* **Problem to work on**
Please tally the lines in the data below that include the string "InvariantViolation", and reply with only the total.

+++ Source data +++

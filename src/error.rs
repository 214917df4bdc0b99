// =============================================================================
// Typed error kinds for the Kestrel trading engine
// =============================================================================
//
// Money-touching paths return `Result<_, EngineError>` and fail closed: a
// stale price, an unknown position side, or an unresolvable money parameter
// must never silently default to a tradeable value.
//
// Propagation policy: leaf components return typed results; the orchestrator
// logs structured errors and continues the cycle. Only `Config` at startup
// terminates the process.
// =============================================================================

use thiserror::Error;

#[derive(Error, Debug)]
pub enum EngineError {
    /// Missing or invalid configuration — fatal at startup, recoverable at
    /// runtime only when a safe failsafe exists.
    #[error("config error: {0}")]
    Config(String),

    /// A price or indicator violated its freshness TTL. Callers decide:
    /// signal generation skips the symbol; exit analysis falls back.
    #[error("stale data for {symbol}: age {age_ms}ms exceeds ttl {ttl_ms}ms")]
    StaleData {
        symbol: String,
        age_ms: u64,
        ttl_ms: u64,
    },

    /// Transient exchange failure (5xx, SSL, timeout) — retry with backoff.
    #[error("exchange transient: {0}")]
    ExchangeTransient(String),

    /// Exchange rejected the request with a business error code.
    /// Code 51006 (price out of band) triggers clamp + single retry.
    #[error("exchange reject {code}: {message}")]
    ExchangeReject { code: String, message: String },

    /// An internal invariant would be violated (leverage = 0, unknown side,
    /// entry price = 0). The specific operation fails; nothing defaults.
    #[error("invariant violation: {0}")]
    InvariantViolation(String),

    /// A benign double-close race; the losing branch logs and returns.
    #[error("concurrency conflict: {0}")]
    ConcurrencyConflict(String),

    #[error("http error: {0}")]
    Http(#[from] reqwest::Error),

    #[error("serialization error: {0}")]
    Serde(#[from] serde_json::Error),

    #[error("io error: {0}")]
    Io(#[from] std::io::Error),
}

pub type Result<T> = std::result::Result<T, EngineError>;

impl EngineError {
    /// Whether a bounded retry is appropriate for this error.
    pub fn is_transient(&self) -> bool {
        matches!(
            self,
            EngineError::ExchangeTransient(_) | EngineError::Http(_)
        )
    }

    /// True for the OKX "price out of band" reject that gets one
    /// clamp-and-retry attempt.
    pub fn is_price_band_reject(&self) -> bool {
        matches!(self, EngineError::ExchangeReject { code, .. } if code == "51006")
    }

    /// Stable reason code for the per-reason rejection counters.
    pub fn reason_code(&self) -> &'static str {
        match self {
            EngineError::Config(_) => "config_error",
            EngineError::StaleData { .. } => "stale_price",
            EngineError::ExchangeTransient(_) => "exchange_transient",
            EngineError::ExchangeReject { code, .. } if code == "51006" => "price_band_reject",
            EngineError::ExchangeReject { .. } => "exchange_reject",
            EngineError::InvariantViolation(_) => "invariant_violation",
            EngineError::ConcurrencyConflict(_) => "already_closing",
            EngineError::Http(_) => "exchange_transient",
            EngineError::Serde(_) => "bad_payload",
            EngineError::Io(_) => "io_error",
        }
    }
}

+++

* **Problem solution**
2